» **RECORDS**:
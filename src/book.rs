//! Book-level data types shared between the extraction front-end and the
//! synthesis pipeline.

use std::path::{Path, PathBuf};

use serde::{Deserialize, Serialize};

/// One chapter of source text, as produced by the extraction front-end.
///
/// The pipeline reads `name` and `text`; `index` and `selected` exist for the
/// caller's bookkeeping (chapter pickers, re-ordering) and are carried through
/// untouched.
#[derive(Debug, Clone, Serialize, Deserialize)]
pub struct Chapter {
    /// Stable ordinal assigned at extraction time
    pub index: usize,
    /// Human-readable chapter name, used to derive the artifact filename
    pub name: String,
    /// Chapter text; the caller may edit it before synthesis
    pub text: String,
    /// Length of `text` in characters at extraction time
    pub length: usize,
    /// Whether the caller selected this chapter for synthesis
    pub selected: bool,
}

impl Chapter {
    pub fn new(index: usize, name: impl Into<String>, text: impl Into<String>) -> Self {
        let text = text.into();
        Self {
            index,
            name: name.into(),
            length: text.chars().count(),
            text,
            selected: true,
        }
    }
}

/// Metadata embedded into the final container.
#[derive(Debug, Clone, Default)]
pub struct BookMetadata {
    pub title: String,
    pub author: String,
    /// Raw bytes of the cover image, if the book has one
    pub cover: Option<Vec<u8>>,
}

impl BookMetadata {
    pub fn new(title: impl Into<String>, author: impl Into<String>) -> Self {
        Self {
            title: title.into(),
            author: author.into(),
            cover: None,
        }
    }

    /// Base filename (no extension) for artifacts derived from this book.
    pub fn base_name(&self) -> String {
        sanitize_filename(&format!("{} - {}", self.title, self.author), "audiobook")
    }
}

/// Make a name safe to use as a filename on all supported platforms.
///
/// Keeps alphanumeric characters, spaces, `-` and `_`; everything else is
/// dropped. A name that sanitizes to the empty string falls back to
/// `fallback` so every artifact still gets a unique, stable path.
pub fn sanitize_filename(input: &str, fallback: &str) -> String {
    let cleaned: String = input
        .chars()
        .filter(|c| c.is_alphanumeric() || *c == ' ' || *c == '-' || *c == '_')
        .collect();
    let cleaned = cleaned.trim();
    if cleaned.is_empty() {
        fallback.to_string()
    } else {
        cleaned.to_string()
    }
}

/// Per-book output directory under the user-chosen folder.
///
/// Artifacts of one book are grouped in a subdirectory named after its title,
/// which doubles as the resume cache for interrupted runs.
pub fn book_output_dir(output_folder: &Path, metadata: &BookMetadata) -> PathBuf {
    output_folder.join(sanitize_filename(&metadata.title, "audiobook"))
}

/// Format an elapsed duration in seconds as `01h 02m 03s` for status lines.
pub fn format_elapsed(total_seconds: u64) -> String {
    let hours = total_seconds / 3600;
    let minutes = (total_seconds % 3600) / 60;
    let seconds = total_seconds % 60;
    if hours > 0 {
        format!("{:02}h {:02}m {:02}s", hours, minutes, seconds)
    } else {
        format!("{:02}m {:02}s", minutes, seconds)
    }
}

#[cfg(test)]
mod tests {
    use super::*;

    #[test]
    fn test_sanitize_filename() {
        assert_eq!(sanitize_filename("Chapter 1: The Start", "x"), "Chapter 1 The Start");
        assert_eq!(sanitize_filename("a/b\\c*d?e", "x"), "abcde");
        assert_eq!(sanitize_filename("under_score-dash", "x"), "under_score-dash");
        assert_eq!(sanitize_filename("  padded  ", "x"), "padded");
    }

    #[test]
    fn test_sanitize_filename_fallback() {
        // An all-punctuation name must fall back to the provided default.
        assert_eq!(sanitize_filename("???///***", "chapter_3"), "chapter_3");
        assert_eq!(sanitize_filename("", "chapter_1"), "chapter_1");
    }

    #[test]
    fn test_base_name() {
        let meta = BookMetadata::new("War & Peace", "Leo Tolstoy");
        assert_eq!(meta.base_name(), "War  Peace - Leo Tolstoy");
    }

    #[test]
    fn test_format_elapsed() {
        assert_eq!(format_elapsed(3), "00m 03s");
        assert_eq!(format_elapsed(65), "01m 05s");
        assert_eq!(format_elapsed(3600 + 120 + 5), "01h 02m 05s");
    }

    #[test]
    fn test_chapter_length() {
        let ch = Chapter::new(0, "intro", "hello");
        assert_eq!(ch.length, 5);
        assert!(ch.selected);
    }
}
//! Progress reporting and cooperative cancellation.
//!
//! One synthesis run has exactly one writer (the worker thread) and any
//! number of readers polling the current state. The writer publishes whole
//! snapshots; readers clone an `Arc` and never observe a half-written
//! update. A monotonic revision counter lets a poller detect that it missed
//! intermediate states without comparing snapshot contents.

use std::sync::atomic::{AtomicBool, AtomicU64, Ordering};
use std::sync::{Arc, RwLock};

use serde::{Deserialize, Serialize};

/// Immutable view of a run's progress at one point in time.
#[derive(Debug, Clone, Serialize, Deserialize)]
pub struct ProgressSnapshot {
    /// Percent complete across the whole run (0.0 - 100.0)
    pub percent: f32,
    /// Human-readable status line
    pub status: String,
    /// Whether the run is still executing
    pub running: bool,
}

impl ProgressSnapshot {
    pub fn idle() -> Self {
        Self {
            percent: 0.0,
            status: "Idle".to_string(),
            running: false,
        }
    }
}

/// Single-writer, multi-reader store of the latest [`ProgressSnapshot`].
pub struct ProgressStore {
    current: RwLock<Arc<ProgressSnapshot>>,
    revision: AtomicU64,
}

impl ProgressStore {
    pub fn new() -> Self {
        Self {
            current: RwLock::new(Arc::new(ProgressSnapshot::idle())),
            revision: AtomicU64::new(0),
        }
    }

    /// Replace the published snapshot. Only the worker thread calls this.
    pub fn publish(&self, percent: f32, status: impl Into<String>, running: bool) {
        let snapshot = Arc::new(ProgressSnapshot {
            percent: percent.clamp(0.0, 100.0),
            status: status.into(),
            running,
        });
        *self.current.write().unwrap() = snapshot;
        self.revision.fetch_add(1, Ordering::SeqCst);
    }

    /// Latest snapshot. Never blocks on the writer for longer than the swap.
    pub fn snapshot(&self) -> Arc<ProgressSnapshot> {
        self.current.read().unwrap().clone()
    }

    /// Revision of the latest snapshot; strictly increases with each publish.
    pub fn revision(&self) -> u64 {
        self.revision.load(Ordering::SeqCst)
    }

    /// Latest snapshot serialized for polling bridges (HTTP/IPC layers).
    pub fn snapshot_json(&self) -> String {
        serde_json::to_string(self.snapshot().as_ref())
            .unwrap_or_else(|_| "{}".to_string())
    }
}

impl Default for ProgressStore {
    fn default() -> Self {
        Self::new()
    }
}

/// Cooperative cancellation flag, checked at sentence granularity inside the
/// synthesis loop. Observing the flag produces a tagged "cancelled" outcome,
/// never an unwind.
#[derive(Debug, Clone, Default)]
pub struct CancellationToken {
    flag: Arc<AtomicBool>,
}

impl CancellationToken {
    pub fn new() -> Self {
        Self::default()
    }

    /// Request cancellation. Safe to call from any thread, any number of times.
    pub fn cancel(&self) {
        self.flag.store(true, Ordering::SeqCst);
    }

    pub fn is_cancelled(&self) -> bool {
        self.flag.load(Ordering::SeqCst)
    }
}
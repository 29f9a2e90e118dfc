//! Duration probing via ffprobe.

use std::path::Path;
use std::process::Command;

use log::warn;

use crate::media::tools::ffprobe_path;

/// Audio file duration in seconds.
///
/// Any failure (missing ffprobe, non-zero exit, unparseable output) yields
/// `0.0` with a warning. Chapter-marker generation tolerates a zero-length
/// chapter; aborting a whole assembly over one bad probe would not be worth it.
pub fn probe_duration(file_name: &Path) -> f64 {
    let Some(ffprobe) = ffprobe_path() else {
        warn!("ffprobe unavailable, reporting zero duration for {}", file_name.display());
        return 0.0;
    };

    let output = Command::new(ffprobe)
        .arg("-i")
        .arg(file_name)
        .args([
            "-show_entries",
            "format=duration",
            "-v",
            "quiet",
            "-of",
            "default=noprint_wrappers=1:nokey=1",
        ])
        .output();

    match output {
        Ok(output) if output.status.success() => {
            let stdout = String::from_utf8_lossy(&output.stdout);
            match stdout.trim().parse::<f64>() {
                Ok(duration) => duration,
                Err(e) => {
                    warn!("Error parsing duration for {}: {}", file_name.display(), e);
                    0.0
                }
            }
        }
        Ok(output) => {
            warn!(
                "ffprobe failed for {}: {}",
                file_name.display(),
                String::from_utf8_lossy(&output.stderr).trim()
            );
            0.0
        }
        Err(e) => {
            warn!("Error probing duration for {}: {}", file_name.display(), e);
            0.0
        }
    }
}
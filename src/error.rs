//! Error types for the voxbook library.

use thiserror::Error;

/// Errors produced by the synthesis pipeline and its collaborators.
#[derive(Debug, Error)]
pub enum VoxbookError {
    /// IO error
    #[error("IO error: {0}")]
    Io(#[from] std::io::Error),

    /// WAV encoding error
    #[error("WAV encoding error: {0}")]
    WavEncoding(#[from] hound::Error),

    /// Audio decoding or processing error
    #[error("Audio processing error: {0}")]
    AudioProcessing(String),

    /// Missing or unusable configuration (engine, tools, voice)
    #[error("Configuration error: {0}")]
    Configuration(String),

    /// Voice reference could not be turned into a usable voice state
    #[error("Voice resolution error: {0}")]
    VoiceResolution(String),

    /// The TTS engine rejected a request in a way that is fatal for the run
    #[error("TTS engine error: {0}")]
    Engine(String),

    /// An external tool exited with a non-zero status
    #[error("External tool failed: {0}")]
    ToolFailure(String),

    /// A rendered chapter failed the post-encode sanity checks
    #[error("Audio verification failed: {0}")]
    QualityVerification(String),

    /// The whole run finished without producing a single chapter file
    #[error("No audio files were generated (empty text or errors)")]
    NoAudioProduced,

    /// Other error
    #[error("Other error: {0}")]
    Other(String),
}

impl From<&str> for VoxbookError {
    fn from(s: &str) -> Self {
        VoxbookError::Other(s.to_string())
    }
}

impl From<String> for VoxbookError {
    fn from(s: String) -> Self {
        VoxbookError::Other(s)
    }
}

impl From<anyhow::Error> for VoxbookError {
    fn from(err: anyhow::Error) -> Self {
        VoxbookError::Other(err.to_string())
    }
}

/// Result type used throughout the library.
pub type Result<T> = std::result::Result<T, VoxbookError>;
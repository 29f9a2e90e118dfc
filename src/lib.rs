//! voxbook: chaptered text in, chaptered audiobook out.
//!
//! The library drives an opaque text-to-speech engine sentence by sentence
//! over book chapters, stitches the segments with context-aware silence,
//! sanity-checks every rendered chapter, and muxes the result into a single
//! chaptered container with metadata and cover art via ffmpeg.
//!
//! The GUI shell, EPUB extraction, and engine/model installation are the
//! caller's business: chapters arrive as plain text, an engine arrives as a
//! [`engine::TtsEngine`] implementation, and progress leaves through a
//! callback or the polled [`progress::ProgressStore`].

pub mod audio;
pub mod book;
pub mod config;
pub mod engine;
pub mod error;
pub mod logging;
pub mod media;
pub mod progress;
pub mod runner;
pub mod synth;
pub mod text;

use std::path::Path;

pub use book::{BookMetadata, Chapter};
pub use config::{PipelineConfig, SAMPLE_RATE};
pub use engine::voice::VoiceSpec;
pub use error::{Result, VoxbookError};
pub use progress::{CancellationToken, ProgressSnapshot, ProgressStore};
pub use runner::{SynthesisRequest, SynthesisRunner};
pub use synth::{BookOutcome, SpeechPipeline};

/// Synthesize a whole book with the installed engine and default settings.
///
/// Blocking; runs on the calling thread. Use [`SynthesisRunner`] to run in
/// the background with polled progress instead.
pub fn synthesize_book(
    chapters: &[Chapter],
    output_folder: &Path,
    voice: &VoiceSpec,
    metadata: &BookMetadata,
) -> Result<BookOutcome> {
    synthesize_book_with_progress(chapters, output_folder, voice, metadata, |_, _| {})
}

/// Like [`synthesize_book`], reporting progress through a callback.
pub fn synthesize_book_with_progress(
    chapters: &[Chapter],
    output_folder: &Path,
    voice: &VoiceSpec,
    metadata: &BookMetadata,
    progress: impl FnMut(f32, &str),
) -> Result<BookOutcome> {
    let pipeline = SpeechPipeline::from_installed(voice, PipelineConfig::default())?;
    let book_dir = book::book_output_dir(output_folder, metadata);
    synth::book::generate_audiobook(
        chapters,
        &book_dir,
        &pipeline,
        metadata,
        progress,
        &CancellationToken::new(),
    )
}
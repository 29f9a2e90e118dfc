//! The per-chapter synthesis pipeline.
//!
//! A pipeline binds an engine, a resolved voice, a segmenter and the cached
//! pause buffers for the length of one synthesis run. Chapters are rendered
//! strictly sequentially: the engine and its voice state are stateful,
//! single-instance resources.

use std::sync::Arc;

use log::{debug, info, warn};

use crate::config::PipelineConfig;
use crate::engine::voice::{resolve_voice_state, VoiceSpec};
use crate::engine::{self, TtsEngine, VoiceState};
use crate::error::{Result, VoxbookError};
use crate::progress::CancellationToken;
use crate::synth::pause::{Boundary, PauseBank};
use crate::text::normalize::clean_for_speech;
use crate::text::segment::{is_paragraph_break, RuleSegmenter, SentenceSegmenter};

/// Result of rendering one chapter.
#[derive(Debug)]
pub enum ChapterOutcome {
    /// The concatenated waveform of every segment and pause, in order
    Rendered(Vec<f32>),
    /// No segment produced audio
    Empty,
    /// The cancellation token was observed mid-chapter
    Cancelled,
}

/// Sentence-by-sentence synthesis over chapter text.
pub struct SpeechPipeline {
    engine: Arc<dyn TtsEngine>,
    segmenter: Box<dyn SentenceSegmenter>,
    voice: VoiceState,
    pauses: PauseBank,
    config: PipelineConfig,
}

impl SpeechPipeline {
    /// Build a pipeline against an explicit engine, resolving the voice once.
    ///
    /// Voice resolution failures surface here, before any chapter work
    /// starts (see [`resolve_voice_state`] for which ones are fatal).
    pub fn new(
        engine: Arc<dyn TtsEngine>,
        voice_spec: &VoiceSpec,
        config: PipelineConfig,
    ) -> Result<Self> {
        let voice = resolve_voice_state(engine.as_ref(), voice_spec)?;
        Ok(Self {
            engine,
            segmenter: Box::new(RuleSegmenter::new()),
            voice,
            pauses: PauseBank::new(&config),
            config,
        })
    }

    /// Build a pipeline against the process-wide installed engine.
    pub fn from_installed(voice_spec: &VoiceSpec, config: PipelineConfig) -> Result<Self> {
        let engine = engine::installed().ok_or_else(|| {
            VoxbookError::Configuration("no TTS engine is installed".to_string())
        })?;
        Self::new(engine, voice_spec, config)
    }

    /// Replace the built-in rule segmenter.
    pub fn with_segmenter(mut self, segmenter: Box<dyn SentenceSegmenter>) -> Self {
        self.segmenter = segmenter;
        self
    }

    pub fn config(&self) -> &PipelineConfig {
        &self.config
    }

    /// Synthesize one cleaned segment.
    ///
    /// Engine failures are logged and reported as `None`: a missing segment,
    /// never a fatal pipeline error.
    fn synthesize_segment(&self, text: &str) -> Option<Vec<f32>> {
        let cleaned = clean_for_speech(text);
        match self.engine.synthesize(&self.voice, &cleaned) {
            Ok(samples) => Some(samples),
            Err(e) => {
                warn!("Error generating audio for segment {:?}: {}", text, e);
                None
            }
        }
    }

    /// Render a whole chapter into one waveform.
    ///
    /// `progress` is invoked after every sentence (synthesized, skipped or
    /// failed) with `(i+1)/total * 100`, so it deterministically reaches
    /// 100 regardless of how many segments produced audio. The cancellation
    /// token is polled at each sentence boundary.
    pub fn generate_chapter(
        &self,
        text: &str,
        mut progress: impl FnMut(f32),
        cancel: &CancellationToken,
    ) -> ChapterOutcome {
        if text.trim().is_empty() {
            return ChapterOutcome::Empty;
        }

        let spans = self.segmenter.segment(text);
        if spans.is_empty() {
            // The segmenter found nothing in non-empty text; synthesize the
            // whole chapter as a single segment.
            debug!("Segmenter produced no spans, falling back to whole-text synthesis");
            return match self.synthesize_segment(text) {
                Some(samples) if !samples.is_empty() => ChapterOutcome::Rendered(samples),
                _ => ChapterOutcome::Empty,
            };
        }

        let total = spans.len();
        let mut accumulator: Vec<f32> = Vec::new();

        for (i, span) in spans.iter().enumerate() {
            if cancel.is_cancelled() {
                info!("Cancellation observed after {}/{} sentences", i, total);
                return ChapterOutcome::Cancelled;
            }

            let sentence = span.text.trim();
            if !sentence.is_empty() {
                if let Some(samples) = self.synthesize_segment(sentence) {
                    accumulator.extend_from_slice(&samples);

                    if i < total - 1 {
                        let next_start = spans[i + 1].start;
                        let boundary = if is_paragraph_break(text, span.end, Some(next_start)) {
                            Boundary::Paragraph
                        } else {
                            Boundary::Sentence
                        };
                        accumulator.extend_from_slice(self.pauses.for_boundary(boundary));
                    }
                }
            }

            progress((i as f32 + 1.0) / total as f32 * 100.0);
        }

        if accumulator.is_empty() {
            ChapterOutcome::Empty
        } else {
            ChapterOutcome::Rendered(accumulator)
        }
    }

    /// Short synthesis for auditioning a voice choice before a full run.
    ///
    /// Takes at most the configured preview length from the front of `text`
    /// and renders it through the normal chapter path.
    pub fn preview(&self, text: &str) -> Option<Vec<f32>> {
        let snippet: String = text.chars().take(self.config.preview_char_limit).collect();
        match self.generate_chapter(&snippet, |_| {}, &CancellationToken::new()) {
            ChapterOutcome::Rendered(samples) => Some(samples),
            _ => None,
        }
    }
}
//! Voice identity selection.
//!
//! A pipeline speaks with exactly one voice, picked once at construction:
//! a cloned reference recording, a named preset, or the default preset.

use std::path::PathBuf;

use log::{info, warn};

use crate::engine::{TtsEngine, VoicePrompt, VoiceState};
use crate::error::{Result, VoxbookError};
use crate::media::encode::ensure_compatible_audio;

/// Preset used when the caller expresses no explicit choice, and the
/// fallback when a named preset fails to load.
pub const DEFAULT_PRESET: &str = "marius";

/// Sentinel preset value front-ends send to mean "the user picked a custom
/// reference"; remapped to [`DEFAULT_PRESET`] if it reaches the pipeline
/// without one.
pub const CUSTOM_PRESET_SENTINEL: &str = "custom";

/// The caller's voice choice for a synthesis run.
#[derive(Debug, Clone, PartialEq, Eq, Default)]
pub enum VoiceSpec {
    /// Clone the speaker of a reference recording
    ClonedReference(PathBuf),
    /// Use a preset shipped with the engine
    NamedPreset(String),
    /// No preference; the default preset is used
    #[default]
    Default,
}

/// Presets known to ship with the default engine.
pub fn available_presets() -> Vec<String> {
    ["marius", "cosette", "eponine", "javert"]
        .iter()
        .map(|s| s.to_string())
        .collect()
}

/// Resolve a [`VoiceSpec`] into an engine voice state.
///
/// Cloning failures are fatal: the caller explicitly asked for that speaker,
/// so degrading to a preset would be silent data loss. A failing *named*
/// preset instead logs and falls back to [`DEFAULT_PRESET`], which is known
/// to load.
pub fn resolve_voice_state(engine: &dyn TtsEngine, spec: &VoiceSpec) -> Result<VoiceState> {
    match spec {
        VoiceSpec::ClonedReference(path) => {
            let compatible = ensure_compatible_audio(path)?;
            info!("Cloning voice from reference {}", compatible.display());
            engine
                .voice_state(&VoicePrompt::Reference(compatible))
                .map_err(|e| {
                    VoxbookError::VoiceResolution(format!(
                        "reference audio {} was rejected by the engine: {}",
                        path.display(),
                        e
                    ))
                })
        }
        VoiceSpec::NamedPreset(name) => {
            let name = if name == CUSTOM_PRESET_SENTINEL {
                DEFAULT_PRESET
            } else {
                name.as_str()
            };
            match engine.voice_state(&VoicePrompt::Preset(name.to_string())) {
                Ok(state) => Ok(state),
                Err(e) => {
                    warn!(
                        "Preset '{}' failed ({}); falling back to '{}'",
                        name, e, DEFAULT_PRESET
                    );
                    engine
                        .voice_state(&VoicePrompt::Preset(DEFAULT_PRESET.to_string()))
                        .map_err(|e| {
                            VoxbookError::VoiceResolution(format!(
                                "fallback preset '{}' failed: {}",
                                DEFAULT_PRESET, e
                            ))
                        })
                }
            }
        }
        VoiceSpec::Default => engine
            .voice_state(&VoicePrompt::Preset(DEFAULT_PRESET.to_string()))
            .map_err(|e| {
                VoxbookError::VoiceResolution(format!(
                    "default preset '{}' failed: {}",
                    DEFAULT_PRESET, e
                ))
            }),
    }
}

» **AIM OF THE EXERCISE**: Gather each line in the entries above where the string "cover" is found.

» **WRITTEN SOLUTION**:
    /// Raw bytes of the cover image, if the book has one
    pub cover: Option<Vec<u8>>,
            cover: None,
//! chaptered container with metadata and cover art via ffmpeg.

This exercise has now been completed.